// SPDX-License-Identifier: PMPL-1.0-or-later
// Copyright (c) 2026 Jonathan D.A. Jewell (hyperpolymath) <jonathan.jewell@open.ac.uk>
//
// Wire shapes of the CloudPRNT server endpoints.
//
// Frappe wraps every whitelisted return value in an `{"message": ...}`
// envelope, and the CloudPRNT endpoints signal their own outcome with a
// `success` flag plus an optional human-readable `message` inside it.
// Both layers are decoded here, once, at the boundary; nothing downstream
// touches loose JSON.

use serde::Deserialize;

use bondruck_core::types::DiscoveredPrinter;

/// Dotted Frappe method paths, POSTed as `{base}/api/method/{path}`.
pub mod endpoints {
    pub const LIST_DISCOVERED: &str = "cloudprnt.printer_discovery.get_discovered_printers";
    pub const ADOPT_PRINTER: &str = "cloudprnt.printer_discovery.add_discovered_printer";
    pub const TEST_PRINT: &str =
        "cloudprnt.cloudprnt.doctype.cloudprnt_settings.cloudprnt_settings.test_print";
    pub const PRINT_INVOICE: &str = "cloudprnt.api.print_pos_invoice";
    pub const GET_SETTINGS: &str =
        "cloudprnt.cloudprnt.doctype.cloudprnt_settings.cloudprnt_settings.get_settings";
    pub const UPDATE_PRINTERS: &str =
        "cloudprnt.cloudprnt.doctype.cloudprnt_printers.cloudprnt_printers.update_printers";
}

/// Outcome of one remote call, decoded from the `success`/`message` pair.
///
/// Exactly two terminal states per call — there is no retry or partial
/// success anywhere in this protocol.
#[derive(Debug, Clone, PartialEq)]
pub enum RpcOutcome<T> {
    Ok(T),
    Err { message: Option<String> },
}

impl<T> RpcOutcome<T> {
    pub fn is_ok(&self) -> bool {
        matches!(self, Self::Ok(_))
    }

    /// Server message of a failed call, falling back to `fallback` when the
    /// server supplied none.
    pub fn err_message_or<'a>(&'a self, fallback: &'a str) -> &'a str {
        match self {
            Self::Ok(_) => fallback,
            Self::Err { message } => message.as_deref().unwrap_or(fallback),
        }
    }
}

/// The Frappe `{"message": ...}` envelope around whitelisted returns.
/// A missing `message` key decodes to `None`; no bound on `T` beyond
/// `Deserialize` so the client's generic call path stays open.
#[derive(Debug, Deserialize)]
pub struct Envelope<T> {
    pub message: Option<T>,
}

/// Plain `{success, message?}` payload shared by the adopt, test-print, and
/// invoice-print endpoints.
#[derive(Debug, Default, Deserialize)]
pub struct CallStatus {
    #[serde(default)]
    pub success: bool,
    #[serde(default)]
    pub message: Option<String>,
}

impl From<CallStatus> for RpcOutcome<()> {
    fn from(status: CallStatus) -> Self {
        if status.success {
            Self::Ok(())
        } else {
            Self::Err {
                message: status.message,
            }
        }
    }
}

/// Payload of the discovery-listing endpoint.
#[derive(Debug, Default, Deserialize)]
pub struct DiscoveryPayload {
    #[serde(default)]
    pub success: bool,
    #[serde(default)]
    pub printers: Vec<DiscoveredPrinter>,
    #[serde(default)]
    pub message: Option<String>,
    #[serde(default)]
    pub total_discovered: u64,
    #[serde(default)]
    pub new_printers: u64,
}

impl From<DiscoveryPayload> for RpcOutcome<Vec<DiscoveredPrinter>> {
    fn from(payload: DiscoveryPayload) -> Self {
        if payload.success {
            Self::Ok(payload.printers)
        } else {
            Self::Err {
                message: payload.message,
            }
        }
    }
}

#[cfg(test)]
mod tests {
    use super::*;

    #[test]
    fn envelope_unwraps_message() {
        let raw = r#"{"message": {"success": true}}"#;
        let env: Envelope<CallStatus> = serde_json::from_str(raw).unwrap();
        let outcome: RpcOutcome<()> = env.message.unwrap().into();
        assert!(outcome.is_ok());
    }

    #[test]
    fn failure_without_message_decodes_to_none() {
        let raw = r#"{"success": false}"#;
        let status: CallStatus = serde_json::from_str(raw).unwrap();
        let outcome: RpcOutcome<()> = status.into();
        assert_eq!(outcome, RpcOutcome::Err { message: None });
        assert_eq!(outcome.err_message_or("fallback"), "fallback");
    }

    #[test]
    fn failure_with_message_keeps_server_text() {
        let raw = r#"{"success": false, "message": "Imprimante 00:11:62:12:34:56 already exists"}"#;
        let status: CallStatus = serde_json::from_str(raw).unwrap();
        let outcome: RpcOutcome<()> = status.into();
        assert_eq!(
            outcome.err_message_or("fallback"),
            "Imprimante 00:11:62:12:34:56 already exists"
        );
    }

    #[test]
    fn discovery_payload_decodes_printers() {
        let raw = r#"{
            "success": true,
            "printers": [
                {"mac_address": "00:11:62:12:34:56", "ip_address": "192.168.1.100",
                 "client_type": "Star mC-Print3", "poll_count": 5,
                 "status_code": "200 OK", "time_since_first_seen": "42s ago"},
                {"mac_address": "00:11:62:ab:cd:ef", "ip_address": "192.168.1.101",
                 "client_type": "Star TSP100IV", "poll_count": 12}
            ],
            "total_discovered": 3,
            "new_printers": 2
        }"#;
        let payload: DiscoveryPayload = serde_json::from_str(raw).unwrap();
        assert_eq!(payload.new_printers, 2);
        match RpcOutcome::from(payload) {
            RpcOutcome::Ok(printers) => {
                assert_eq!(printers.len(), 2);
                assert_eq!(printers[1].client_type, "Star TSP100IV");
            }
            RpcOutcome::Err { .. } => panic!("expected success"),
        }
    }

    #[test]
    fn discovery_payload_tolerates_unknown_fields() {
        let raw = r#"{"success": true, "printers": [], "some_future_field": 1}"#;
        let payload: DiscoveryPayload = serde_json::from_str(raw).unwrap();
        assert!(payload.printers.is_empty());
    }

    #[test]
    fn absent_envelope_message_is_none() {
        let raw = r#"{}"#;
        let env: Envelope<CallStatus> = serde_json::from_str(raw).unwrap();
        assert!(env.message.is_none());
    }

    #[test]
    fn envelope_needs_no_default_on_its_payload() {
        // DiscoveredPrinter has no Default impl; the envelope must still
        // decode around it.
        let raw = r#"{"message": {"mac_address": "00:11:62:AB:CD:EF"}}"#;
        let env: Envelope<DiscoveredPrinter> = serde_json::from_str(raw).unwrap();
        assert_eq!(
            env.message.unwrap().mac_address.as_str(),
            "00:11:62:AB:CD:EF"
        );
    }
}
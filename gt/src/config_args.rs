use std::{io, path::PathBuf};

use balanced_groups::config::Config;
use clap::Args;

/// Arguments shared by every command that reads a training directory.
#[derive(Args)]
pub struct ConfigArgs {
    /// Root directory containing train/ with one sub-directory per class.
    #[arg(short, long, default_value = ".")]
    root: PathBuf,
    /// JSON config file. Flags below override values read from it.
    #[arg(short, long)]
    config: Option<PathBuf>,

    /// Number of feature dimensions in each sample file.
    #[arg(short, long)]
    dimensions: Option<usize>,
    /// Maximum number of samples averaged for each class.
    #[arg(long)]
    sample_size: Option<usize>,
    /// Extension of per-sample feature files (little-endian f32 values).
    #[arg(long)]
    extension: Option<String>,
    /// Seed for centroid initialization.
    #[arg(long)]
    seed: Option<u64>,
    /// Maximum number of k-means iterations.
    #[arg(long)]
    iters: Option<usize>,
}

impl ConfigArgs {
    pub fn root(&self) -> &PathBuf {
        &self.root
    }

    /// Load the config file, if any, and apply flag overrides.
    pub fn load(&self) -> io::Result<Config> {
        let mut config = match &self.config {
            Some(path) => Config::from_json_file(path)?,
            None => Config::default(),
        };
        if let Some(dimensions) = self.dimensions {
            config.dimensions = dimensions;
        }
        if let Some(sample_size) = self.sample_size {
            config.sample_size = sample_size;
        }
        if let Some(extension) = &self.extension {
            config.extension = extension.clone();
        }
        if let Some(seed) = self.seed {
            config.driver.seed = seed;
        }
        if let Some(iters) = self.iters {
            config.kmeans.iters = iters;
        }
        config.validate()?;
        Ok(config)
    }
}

Problem — Scan the lines above for the word "Maximum". Return each one that has it.

Response to the task —
    /// Maximum number of samples averaged for each class.
    /// Maximum number of k-means iterations.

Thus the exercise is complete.